Stereology of cerebral cortex after traumatic brain injury matched to the Glasgow outcome score

Abstract

Magnetic resonance imaging provides evidence for loss of both white and grey matter, in terms of tissue volume, from the cerebral hemispheres after traumatic brain injury. However, quantitative histopathological data are lacking. From the archive of the Department of Neuropathology at Glasgow, the cerebral cortex of 48 patients was investigated using stereology. Patients had survived 3 months after traumatic brain injury and were classified using the Glasgow Outcome Scale as follows: moderately disabled (n = 13), severely disabled (n = 12) and vegetative state (n = 12); and controls. Some patients from the archive were diagnosed with diffuse axonal injury post-mortem. Comparisons of changes in cortical neuron population across Glasgow Outcome Scale groups between diffuse axonal injury and non-diffuse axonal injury patients were undertaken using effect size analyses.
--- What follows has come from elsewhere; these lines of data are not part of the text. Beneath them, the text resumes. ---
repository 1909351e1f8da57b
use chrono::{DateTime, Utc};
use common_types::{Action, ActorRole, Collaboration, CollaborationKind, StatusBucket};
use rust_decimal::Decimal;
use serde::{Deserialize, Serialize};
use utoipa::{IntoParams, ToSchema};

// --- Request Payloads ---

#[derive(Serialize, Deserialize, ToSchema, Debug, Clone)]
#[serde(rename_all = "camelCase")]
pub struct CreateCollaborationRequest {
    pub kind: CollaborationKind,
    /// The brand when a partner creates the record, the partner otherwise.
    pub counterparty_id: i32,
    pub title: String,
    pub description: Option<String>,
    pub start_date: Option<DateTime<Utc>>,
    pub end_date: Option<DateTime<Utc>>,
    /// Opening offer.
    pub amount: Option<Decimal>,
}

#[derive(Serialize, Deserialize, ToSchema, Debug, Default)]
#[serde(rename_all = "camelCase")]
pub struct UpdateCollaborationRequest {
    pub title: Option<String>,
    pub description: Option<String>,
    pub start_date: Option<DateTime<Utc>>,
    pub end_date: Option<DateTime<Utc>>,
}

/// One negotiation or work step.
#[derive(Serialize, Deserialize, ToSchema, Debug)]
#[serde(rename_all = "camelCase")]
pub struct ActionRequest {
    pub action: Action,
    /// Required for `counter`.
    pub amount: Option<Decimal>,
    /// Required for `reject` and `dispute`, optional for `requestRefund`.
    pub reason: Option<String>,
    /// Optional proof of work for `completeWork`.
    pub deliverable_url: Option<String>,
}

#[derive(Serialize, Deserialize, ToSchema, Debug)]
#[serde(rename_all = "camelCase")]
pub struct CancelRequest {
    pub reason: String,
    /// Must be true when a cancellation penalty applies.
    #[serde(default)]
    pub acknowledge_penalty: bool,
}

/// A payment confirmed by the payment gateway.
#[derive(Serialize, Deserialize, ToSchema, Debug)]
#[serde(rename_all = "camelCase")]
pub struct RecordPaymentRequest {
    pub amount: Decimal,
    pub transaction_id: String,
}

#[derive(Serialize, Deserialize, ToSchema, Debug)]
#[serde(rename_all = "camelCase")]
pub struct ResolveRefundRequest {
    pub approve: bool,
}

// --- Query Parameters ---

#[derive(Serialize, Deserialize, IntoParams, ToSchema, Debug, Default)]
#[serde(rename_all = "camelCase")]
pub struct ListCollaborationsParams {
    /// Only return collaborations in this tab.
    pub bucket: Option<StatusBucket>,
}

// --- Responses ---

/// A collaboration as seen by one participant.
#[derive(Serialize, Deserialize, ToSchema, Debug, Clone)]
#[serde(rename_all = "camelCase")]
pub struct CollaborationView {
    #[serde(flatten)]
    pub collaboration: Collaboration,
    pub bucket: StatusBucket,
    pub viewer_role: ActorRole,
    pub permitted_actions: Vec<Action>,
    /// Present when cancelling is allowed and costs a penalty.
    pub cancellation_penalty: Option<Decimal>,
}
pub const PASSWORD: &str = "correct-horse-battery-staple";

pub const ADMIN_EMAIL: &str = "admin@example.com";
pub const ADMIN_NAME: &str = "Marketplace Admin";

pub const BRAND_EMAIL: &str = "brand@example.com";
pub const BRAND_NAME: &str = "Acme Beverages";

pub const INFLUENCER_EMAIL: &str = "creator@example.com";
pub const INFLUENCER_NAME: &str = "Priya Creates";
use crate::{AppConstants, AppSettings, RawSettings};
use color_eyre::eyre::Result;
use std::fs;
use std::path::Path;
use std::sync::LazyLock;
use tracing::debug;

const SETTINGS_PATH: &str = "config/settings.yaml";

pub fn load_app_settings() -> Result<AppSettings> {
    // Loaded first so `.env` can override the database url.
    dotenv::from_path(".env").ok();
    load_settings_from_path(Path::new(SETTINGS_PATH), true)
}

/// Reads settings from a yaml file, optionally overridden by `APP__*` environment variables.
pub fn load_settings_from_path(path: &Path, use_env: bool) -> Result<AppSettings> {
    let config_path = path.canonicalize()?;
    debug!("Loading settings from {}", config_path.display());

    let mut builder = config::Config::builder().add_source(config::File::from(config_path));
    if use_env {
        builder = builder.add_source(
            config::Environment::with_prefix("APP")
                .separator("__")
                .try_parsing(true),
        );
    }

    let raw_settings = builder.build()?.try_deserialize::<RawSettings>()?;
    let settings = AppSettings::try_from(raw_settings)?;

    fs::create_dir_all(&settings.uploads.folder)?;

    Ok(settings)
}

fn load_app_constants() -> Result<AppConstants> {
    let config_path = Path::new(SETTINGS_PATH).canonicalize()?;
    let builder = config::Config::builder().add_source(config::File::from(config_path));
    let raw_constants = builder.build()?.try_deserialize::<RawSettings>()?;
    let app_constants: AppConstants = raw_constants.into();

    Ok(app_constants)
}

pub static CONSTANTS: LazyLock<AppConstants> =
    LazyLock::new(|| load_app_constants().expect("Cannot load app settings."));

#[must_use]
pub fn constants() -> &'static AppConstants {
    &CONSTANTS
}
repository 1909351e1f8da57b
pub mod handlers;
pub mod middlewares;
pub mod router;
use crate::runner::context::test_context::TestContext;
use crate::test_constants::PASSWORD;
use color_eyre::Result;
use color_eyre::eyre::{bail, eyre};
use common_services::api::auth::interfaces::{CreateUser, LoginUser, Tokens};
use common_services::api::collaboration::interfaces::CollaborationView;
use common_services::database::app_user::User;
use common_types::ActorRole;
use serde_json::{Value, json};

pub async fn register(
    context: &TestContext,
    email: &str,
    name: &str,
    marketplace_role: ActorRole,
) -> Result<reqwest::Response> {
    let response = context
        .http_client
        .post(context.url("/auth/register"))
        .json(&CreateUser {
            email: email.to_owned(),
            name: name.to_owned(),
            password: PASSWORD.to_owned(),
            marketplace_role,
        })
        .send()
        .await?;
    Ok(response)
}

pub async fn login(context: &TestContext, email: &str) -> Result<String> {
    let response = context
        .http_client
        .post(context.url("/auth/login"))
        .json(&LoginUser {
            email: email.to_owned(),
            password: PASSWORD.to_owned(),
        })
        .send()
        .await?;
    if !response.status().is_success() {
        bail!("login for {email} failed with {}", response.status());
    }
    let tokens: Tokens = response.json().await?;
    Ok(tokens.access_token)
}

pub async fn me(context: &TestContext, token: &str) -> Result<User> {
    let user = context
        .http_client
        .get(context.url("/auth/me"))
        .bearer_auth(token)
        .send()
        .await?
        .error_for_status()?
        .json()
        .await?;
    Ok(user)
}

/// Runs a collaboration action and returns the raw response.
pub async fn act(
    context: &TestContext,
    token: &str,
    collaboration_id: &str,
    body: Value,
) -> Result<reqwest::Response> {
    let response = context
        .http_client
        .post(context.url(&format!("/collaborations/{collaboration_id}/actions")))
        .bearer_auth(token)
        .json(&body)
        .send()
        .await?;
    Ok(response)
}

/// Runs an action that is expected to succeed.
pub async fn act_ok(
    context: &TestContext,
    token: &str,
    collaboration_id: &str,
    body: Value,
) -> Result<CollaborationView> {
    let response = act(context, token, collaboration_id, body).await?;
    let status = response.status();
    if !status.is_success() {
        let text = response.text().await?;
        return Err(eyre!("action failed with {status}: {text}"));
    }
    Ok(response.json().await?)
}

pub async fn get_collaboration(
    context: &TestContext,
    token: &str,
    collaboration_id: &str,
) -> Result<reqwest::Response> {
    let response = context
        .http_client
        .get(context.url(&format!("/collaborations/{collaboration_id}")))
        .bearer_auth(token)
        .send()
        .await?;
    Ok(response)
}

/// A brand-initiated direct collaboration with an opening offer.
pub async fn open_direct_offer(
    context: &TestContext,
    brand_token: &str,
    influencer_id: i32,
    title: &str,
    amount: u32,
) -> Result<CollaborationView> {
    let response = context
        .http_client
        .post(context.url("/collaborations"))
        .bearer_auth(brand_token)
        .json(&json!({
            "kind": "direct_collaboration",
            "counterpartyId": influencer_id,
            "title": title,
            "description": "Two reels and a story",
            "amount": amount.to_string(),
        }))
        .send()
        .await?;
    let status = response.status();
    if status != reqwest::StatusCode::CREATED {
        let text = response.text().await?;
        return Err(eyre!("create failed with {status}: {text}"));
    }
    Ok(response.json().await?)
}

/// Negotiates, pays for and finishes a fresh collaboration. Returns the completed record.
pub async fn drive_to_completion(
    context: &TestContext,
    brand_token: &str,
    influencer_token: &str,
    influencer_id: i32,
    title: &str,
    amount: u32,
) -> Result<CollaborationView> {
    let opened = open_direct_offer(context, brand_token, influencer_id, title, amount).await?;
    let id = opened.collaboration.id;

    act_ok(context, influencer_token, &id, json!({ "action": "accept" })).await?;
    let response = context
        .http_client
        .post(context.url(&format!("/collaborations/{id}/payment")))
        .bearer_auth(brand_token)
        .json(&json!({ "amount": amount.to_string(), "transactionId": format!("txn-{id}") }))
        .send()
        .await?;
    if !response.status().is_success() {
        bail!("payment failed with {}", response.status());
    }
    act_ok(context, influencer_token, &id, json!({ "action": "startWork" })).await?;
    act_ok(context, influencer_token, &id, json!({ "action": "completeWork" })).await?;
    act_ok(context, brand_token, &id, json!({ "action": "markComplete" })).await
}
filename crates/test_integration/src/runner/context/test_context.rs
use crate::runner::utils::{create_test_database, create_test_settings};
use app_state::{AppSettings, load_settings_from_path};
use color_eyre::Result;
use color_eyre::eyre::bail;
use common_services::utils::nice_id;
use sqlx::{Executor, PgPool};
use std::path::{Path, PathBuf};
use std::time::Duration;
use tempfile::TempDir;
use tokio::task::JoinHandle;
use tracing::{error, info};

/// The main context for our integration tests.
pub struct TestContext {
    pub pool: PgPool,
    pub settings: AppSettings,
    pub http_client: reqwest::Client,
    // Private fields for cleanup on Drop
    _db_name: String,
    _management_pool: PgPool,
    _upload_dir: TempDir,
    _api_handle: JoinHandle<()>,
}

impl TestContext {
    pub async fn new() -> Result<Self> {
        info!("Setting up test environment...");

        // Settings and migrations are resolved from the workspace root.
        let workspace_root = PathBuf::from(env!("CARGO_MANIFEST_DIR")).join("../..");
        std::env::set_current_dir(&workspace_root)?;

        let settings_path = Path::new("crates/test_integration/assets/settings.yaml");
        let base_settings = load_settings_from_path(settings_path, true)?;
        let database_name = format!("test_{}", nice_id(8).to_lowercase());

        let (main_pool, management_pool) =
            create_test_database(&base_settings.secrets.database_url, &database_name).await?;
        let (settings, upload_dir) = create_test_settings(&database_name, &base_settings)?;

        let api_pool = main_pool.clone();
        let api_settings = settings.clone();
        let api_handle = tokio::spawn(async move {
            if let Err(e) = api::serve(api_pool, api_settings).await {
                error!("API server failed: {}", e);
            }
        });

        let http_client = reqwest::Client::new();
        wait_until_healthy(&http_client, &settings.api.public_url).await?;
        info!("Test environment is ready.");

        Ok(Self {
            pool: main_pool,
            settings,
            http_client,
            _db_name: database_name,
            _management_pool: management_pool,
            _upload_dir: upload_dir,
            _api_handle: api_handle,
        })
    }

    #[must_use]
    pub fn url(&self, path: &str) -> String {
        format!("{}{path}", self.settings.api.public_url)
    }
}

async fn wait_until_healthy(client: &reqwest::Client, public_url: &str) -> Result<()> {
    let url = format!("{public_url}/health");
    for _ in 0..50 {
        if let Ok(response) = client.get(&url).send().await {
            if response.status().is_success() {
                return Ok(());
            }
        }
        tokio::time::sleep(Duration::from_millis(100)).await;
    }
    bail!("API did not become healthy at {url}")
}

impl Drop for TestContext {
    fn drop(&mut self) {
        info!("Tearing down test environment...");

        self._api_handle.abort();

        let db_name = self._db_name.clone();
        let pool = self._management_pool.clone();
        tokio::spawn(async move {
            info!("Dropping test database: {}", db_name);
            // DROP DATABASE cannot run as a prepared statement.
            let query = format!("DROP DATABASE \"{db_name}\" WITH (FORCE)");
            if let Err(e) = pool.execute(query.as_str()).await {
                error!("Failed to drop test database {}: {}", db_name, e);
            }
        });

        info!("Teardown complete.");
    }
}
use crate::stores::StoreError;
use thiserror::Error;

/// Errors surfaced by the authentication and authorization core.
///
/// Verification failures are deliberately split: `TokenExpired` signals that
/// a refresh flow may still succeed, while `InvalidSignature` and
/// `ClaimsInvalid` require a full re-login.
#[derive(Debug, Error)]
pub enum AuthError {
    #[error("no subject given and no authenticated caller present")]
    NotAuthenticated,

    #[error("invalid argument: {0}")]
    InvalidArgument(String),

    #[error("token signature verification failed")]
    InvalidSignature,

    #[error("token is expired")]
    TokenExpired,

    #[error("token claims rejected: {0}")]
    ClaimsInvalid(String),

    #[error("account is temporarily locked")]
    AccountLocked,

    #[error("account is disabled")]
    AccountDisabled,

    #[error("unknown principal: {0}")]
    UnknownPrincipal(String),

    #[error("permission denied: {0}")]
    PermissionDenied(String),

    // collaborator store failures propagate unchanged, the core has no
    // compensating action
    #[error(transparent)]
    Store(#[from] StoreError),
}

impl AuthError {
    pub(crate) fn invalid_argument<S: Into<String>>(message: S) -> Self {
        Self::InvalidArgument(message.into())
    }

    pub(crate) fn claims_invalid<S: Into<String>>(message: S) -> Self {
        Self::ClaimsInvalid(message.into())
    }
}
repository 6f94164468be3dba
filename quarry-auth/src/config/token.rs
use serde::Deserialize;

fn default_expires_in() -> i64 {
    3600
}

fn default_refreshable_for() -> i64 {
    43_200
}

fn default_refresh_threshold() -> f64 {
    0.5
}

/// Access token lifetimes and refresh behavior.
#[derive(Debug, Deserialize, Clone)]
pub struct TokenConfig {
    /// Issuer claim stamped into every token, if set
    #[serde(default)]
    pub issuer: Option<String>,

    /// Token lifetime in seconds (default: 1 hour)
    #[serde(default = "default_expires_in")]
    pub expires_in_secs: i64,

    /// Refresh window in seconds; zero disables refreshability (default: 12 hours)
    #[serde(default = "default_refreshable_for")]
    pub refreshable_for_secs: i64,

    /// Fraction of the token lifespan after which a refresh is due.
    /// A token is reissued once elapsed / lifespan exceeds this value
    /// strictly (default: 0.5).
    #[serde(default = "default_refresh_threshold")]
    pub refresh_threshold: f64,
}

impl Default for TokenConfig {
    fn default() -> Self {
        Self {
            issuer: None,
            expires_in_secs: default_expires_in(),
            refreshable_for_secs: default_refreshable_for(),
            refresh_threshold: default_refresh_threshold(),
        }
    }
}
//! Signed access token lifecycle: keys, codec, builder, refresh and
//! post-decode claim validation.

use chrono::{DateTime, TimeZone, Utc};
use serde::{Deserialize, Serialize};
use std::collections::BTreeMap;
use wildcard::Scope;

pub mod builder;
pub mod codec;
pub mod keys;
pub mod refresh;
pub mod validator;
pub mod xsrf;

pub use builder::{AccessTokenBuilder, AccessTokenBuilderFactory, AccessTokenEnricher};
pub use codec::TokenCodec;
pub use keys::{InMemoryKeyStore, KeyStore, SecureKey, SecureKeyResolver};
pub use refresh::{PercentageRefreshStrategy, RefreshStrategy, TokenRefresher};
pub use validator::TokenClaimsValidator;
pub use xsrf::{XsrfClaimsValidator, XsrfTokenEnricher};

/// The claim set carried by an access token.
///
/// Instances are immutable once built; a refresh produces a new claim set
/// with a fresh id whose `parentTokenId` points at the refreshed token.
#[derive(Debug, Clone, PartialEq, Serialize, Deserialize)]
pub struct AccessTokenClaims {
    /// The principal the token was issued for.
    pub sub: String,
    /// Unique token id.
    pub jti: String,
    #[serde(skip_serializing_if = "Option::is_none")]
    pub iss: Option<String>,
    /// Issued-at, seconds since the epoch.
    pub iat: i64,
    /// Expiration, seconds since the epoch. Always greater than `iat`.
    pub exp: i64,
    /// End of the refresh window; absent when the token is not refreshable.
    #[serde(rename = "refreshExpiration", skip_serializing_if = "Option::is_none")]
    pub refresh_expiration: Option<i64>,
    /// Refresh lineage: the id of the token this one was refreshed from, or
    /// the token's own id for a freshly built token.
    #[serde(rename = "parentTokenId")]
    pub parent_token_id: String,
    /// Declared permission scope; empty means the token carries the
    /// subject's full authorization.
    #[serde(default, skip_serializing_if = "Scope::is_empty")]
    pub scope: Scope,
    /// Group override list; empty means groups are resolved at
    /// verification time.
    #[serde(default, skip_serializing_if = "Vec::is_empty")]
    pub groups: Vec<String>,
    /// Custom claims added by callers and enrichers.
    #[serde(flatten)]
    pub custom: BTreeMap<String, serde_json::Value>,
}

impl AccessTokenClaims {
    pub fn issued_at(&self) -> DateTime<Utc> {
        Utc.timestamp_opt(self.iat, 0).single().unwrap_or_default()
    }

    pub fn expires_at(&self) -> DateTime<Utc> {
        Utc.timestamp_opt(self.exp, 0).single().unwrap_or_default()
    }

    pub fn refreshable_until(&self) -> Option<DateTime<Utc>> {
        self.refresh_expiration
            .and_then(|secs| Utc.timestamp_opt(secs, 0).single())
    }

    pub fn custom(&self, key: &str) -> Option<&serde_json::Value> {
        self.custom.get(key)
    }
}

/// A built and signed access token: the claim set plus its compact
/// serialized form.
#[derive(Debug, Clone, PartialEq)]
pub struct AccessToken {
    claims: AccessTokenClaims,
    compact: String,
}

impl AccessToken {
    pub(crate) fn new(claims: AccessTokenClaims, compact: String) -> Self {
        Self { claims, compact }
    }

    pub fn claims(&self) -> &AccessTokenClaims {
        &self.claims
    }

    /// The signed `header.payload.signature` string.
    pub fn compact(&self) -> &str {
        &self.compact
    }

    pub fn id(&self) -> &str {
        &self.claims.jti
    }

    pub fn subject(&self) -> &str {
        &self.claims.sub
    }
}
The hypotheses tested were that (i) thinning of the cerebral cortex occurred after traumatic brain injury; (ii) changes in thickness of cortical layers in Brodmann areas 11, 10, 24a and 4 differed; and (iii) different changes occurred for neuronal number, their size and nearest neighbour index across Glasgow Outcome Scale groups. There was a greater loss of large pyramidal and large non-pyramidal neurons with a more severe score on the Glasgow Outcome Scale from all four cortical regions, with the greatest loss of neurons from the prefrontal cortex of patients with diffuse axonal injury. There were differences in the changes of number of medium and small pyramidal and non-pyramidal neurons between different cortical regions, and between patients with and without diffuse axonal injury. Generally, a decrease in the somatic diameter of pyramidal and non-pyramidal neurons was associated with a more severe clinical outcome. However, in the motor cortex a more severe Glasgow Outcome Scale was associated with an increased diameter of medium pyramidal neurons and small non-pyramidal cells. Pyramidal and non-pyramidal neurons did not follow a Poisson distribution within the neuropil of control patients. Pyramidal neurons were usually scattered while medium and small non-pyramidal neurons were clustered. An increased spacing between remaining neurons usually occurred across Glasgow Outcome Scale groups. It is concluded that loss of neurons resulted in reduced executive and integrative capability in patients after traumatic head injury.